[Opening RECORDS section]

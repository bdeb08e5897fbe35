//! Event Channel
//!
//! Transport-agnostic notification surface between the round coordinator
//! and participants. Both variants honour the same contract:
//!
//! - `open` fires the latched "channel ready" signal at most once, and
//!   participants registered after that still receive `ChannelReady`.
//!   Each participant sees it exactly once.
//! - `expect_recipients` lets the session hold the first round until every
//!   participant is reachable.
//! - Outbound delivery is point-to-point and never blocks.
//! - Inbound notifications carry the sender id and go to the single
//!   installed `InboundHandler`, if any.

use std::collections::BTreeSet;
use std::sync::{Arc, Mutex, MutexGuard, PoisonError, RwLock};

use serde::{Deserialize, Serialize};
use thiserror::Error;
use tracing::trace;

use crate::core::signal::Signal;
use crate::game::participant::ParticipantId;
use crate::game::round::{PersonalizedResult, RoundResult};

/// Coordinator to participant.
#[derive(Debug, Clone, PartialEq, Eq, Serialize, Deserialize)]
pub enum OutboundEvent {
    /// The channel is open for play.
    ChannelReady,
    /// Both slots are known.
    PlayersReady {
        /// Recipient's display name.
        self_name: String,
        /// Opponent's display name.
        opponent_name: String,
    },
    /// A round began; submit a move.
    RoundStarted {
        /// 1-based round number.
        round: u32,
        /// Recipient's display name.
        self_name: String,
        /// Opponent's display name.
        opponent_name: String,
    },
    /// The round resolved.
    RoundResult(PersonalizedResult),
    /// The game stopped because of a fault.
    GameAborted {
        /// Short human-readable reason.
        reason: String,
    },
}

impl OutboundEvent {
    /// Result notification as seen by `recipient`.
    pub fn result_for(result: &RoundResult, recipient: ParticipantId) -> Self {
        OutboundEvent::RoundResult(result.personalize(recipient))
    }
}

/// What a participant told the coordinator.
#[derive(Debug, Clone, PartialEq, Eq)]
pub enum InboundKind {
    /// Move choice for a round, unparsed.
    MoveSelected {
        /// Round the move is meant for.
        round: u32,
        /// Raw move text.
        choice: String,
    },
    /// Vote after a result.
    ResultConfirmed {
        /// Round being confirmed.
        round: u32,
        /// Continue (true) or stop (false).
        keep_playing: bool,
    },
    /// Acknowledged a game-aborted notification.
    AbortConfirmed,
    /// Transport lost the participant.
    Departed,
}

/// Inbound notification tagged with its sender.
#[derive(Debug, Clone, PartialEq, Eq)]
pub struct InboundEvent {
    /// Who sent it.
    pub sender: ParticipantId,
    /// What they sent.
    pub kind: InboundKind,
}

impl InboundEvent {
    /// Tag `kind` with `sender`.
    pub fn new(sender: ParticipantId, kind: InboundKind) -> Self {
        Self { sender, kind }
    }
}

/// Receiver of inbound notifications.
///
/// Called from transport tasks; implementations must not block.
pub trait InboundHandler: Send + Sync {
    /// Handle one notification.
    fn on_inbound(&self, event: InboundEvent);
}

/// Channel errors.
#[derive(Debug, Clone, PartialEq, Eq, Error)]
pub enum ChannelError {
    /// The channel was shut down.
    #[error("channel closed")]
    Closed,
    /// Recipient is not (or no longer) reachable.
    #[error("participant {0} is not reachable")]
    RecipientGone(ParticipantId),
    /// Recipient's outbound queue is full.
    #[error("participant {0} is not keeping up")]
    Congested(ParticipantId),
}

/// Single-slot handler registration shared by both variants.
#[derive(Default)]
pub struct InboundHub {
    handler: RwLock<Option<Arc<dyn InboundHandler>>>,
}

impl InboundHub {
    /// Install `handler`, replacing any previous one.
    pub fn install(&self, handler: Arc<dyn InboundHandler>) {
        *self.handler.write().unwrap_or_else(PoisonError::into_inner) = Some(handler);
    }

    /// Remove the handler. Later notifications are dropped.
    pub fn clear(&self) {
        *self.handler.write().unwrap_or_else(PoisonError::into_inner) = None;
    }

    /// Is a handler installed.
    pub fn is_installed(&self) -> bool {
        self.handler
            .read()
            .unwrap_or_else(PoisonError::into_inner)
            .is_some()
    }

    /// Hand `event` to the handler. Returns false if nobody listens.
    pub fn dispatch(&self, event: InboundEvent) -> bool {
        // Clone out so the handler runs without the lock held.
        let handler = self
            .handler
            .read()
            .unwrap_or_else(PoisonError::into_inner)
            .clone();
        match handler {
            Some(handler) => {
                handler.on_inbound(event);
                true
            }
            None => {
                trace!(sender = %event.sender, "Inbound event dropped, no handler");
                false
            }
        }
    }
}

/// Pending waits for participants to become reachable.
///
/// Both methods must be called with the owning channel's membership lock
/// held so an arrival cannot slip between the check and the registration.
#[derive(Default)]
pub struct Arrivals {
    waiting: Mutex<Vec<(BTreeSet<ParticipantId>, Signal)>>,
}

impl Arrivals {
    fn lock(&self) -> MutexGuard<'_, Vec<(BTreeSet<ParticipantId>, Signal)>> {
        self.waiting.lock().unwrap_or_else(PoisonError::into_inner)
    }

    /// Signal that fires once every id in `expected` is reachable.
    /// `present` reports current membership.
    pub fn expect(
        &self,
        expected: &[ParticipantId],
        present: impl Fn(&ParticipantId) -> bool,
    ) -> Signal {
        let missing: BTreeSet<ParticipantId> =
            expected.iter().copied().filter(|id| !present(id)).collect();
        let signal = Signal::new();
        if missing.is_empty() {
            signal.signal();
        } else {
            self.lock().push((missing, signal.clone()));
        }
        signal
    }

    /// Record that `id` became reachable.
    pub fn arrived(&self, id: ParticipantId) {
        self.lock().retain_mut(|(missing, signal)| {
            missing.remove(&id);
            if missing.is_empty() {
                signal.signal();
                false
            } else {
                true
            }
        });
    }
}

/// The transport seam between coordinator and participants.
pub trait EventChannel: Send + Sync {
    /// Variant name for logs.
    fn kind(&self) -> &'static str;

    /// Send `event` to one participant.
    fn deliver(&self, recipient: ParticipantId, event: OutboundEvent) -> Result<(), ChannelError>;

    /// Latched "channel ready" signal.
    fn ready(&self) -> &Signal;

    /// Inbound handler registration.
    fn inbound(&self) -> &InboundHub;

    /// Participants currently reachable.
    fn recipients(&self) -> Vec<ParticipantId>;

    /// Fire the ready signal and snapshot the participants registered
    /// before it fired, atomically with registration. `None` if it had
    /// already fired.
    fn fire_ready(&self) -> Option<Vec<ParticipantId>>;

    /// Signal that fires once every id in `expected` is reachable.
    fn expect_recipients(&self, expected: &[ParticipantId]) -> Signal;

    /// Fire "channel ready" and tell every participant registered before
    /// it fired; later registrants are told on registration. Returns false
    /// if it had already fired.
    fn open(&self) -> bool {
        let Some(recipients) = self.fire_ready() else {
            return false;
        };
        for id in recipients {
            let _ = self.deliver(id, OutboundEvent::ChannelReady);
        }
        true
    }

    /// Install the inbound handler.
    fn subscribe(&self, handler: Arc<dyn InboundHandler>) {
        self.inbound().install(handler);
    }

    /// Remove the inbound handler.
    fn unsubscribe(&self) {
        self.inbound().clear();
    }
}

[Closing RECORDS section]

**TASK DIRECTIONS:** Repeat every line exactly, starting with the first line of the entries, and stop once the line containing "use crate::core::signal::Signal;" has been given.

**YOUR SOLUTION:**
repository bdeb08e5897fbe35
//! Event Channel
//!
//! Transport-agnostic notification surface between the round coordinator
//! and participants. Both variants honour the same contract:
//!
//! - `open` fires the latched "channel ready" signal at most once, and
//!   participants registered after that still receive `ChannelReady`.
//!   Each participant sees it exactly once.
//! - `expect_recipients` lets the session hold the first round until every
//!   participant is reachable.
//! - Outbound delivery is point-to-point and never blocks.
//! - Inbound notifications carry the sender id and go to the single
//!   installed `InboundHandler`, if any.

use std::collections::BTreeSet;
use std::sync::{Arc, Mutex, MutexGuard, PoisonError, RwLock};

use serde::{Deserialize, Serialize};
use thiserror::Error;
use tracing::trace;

use crate::core::signal::Signal;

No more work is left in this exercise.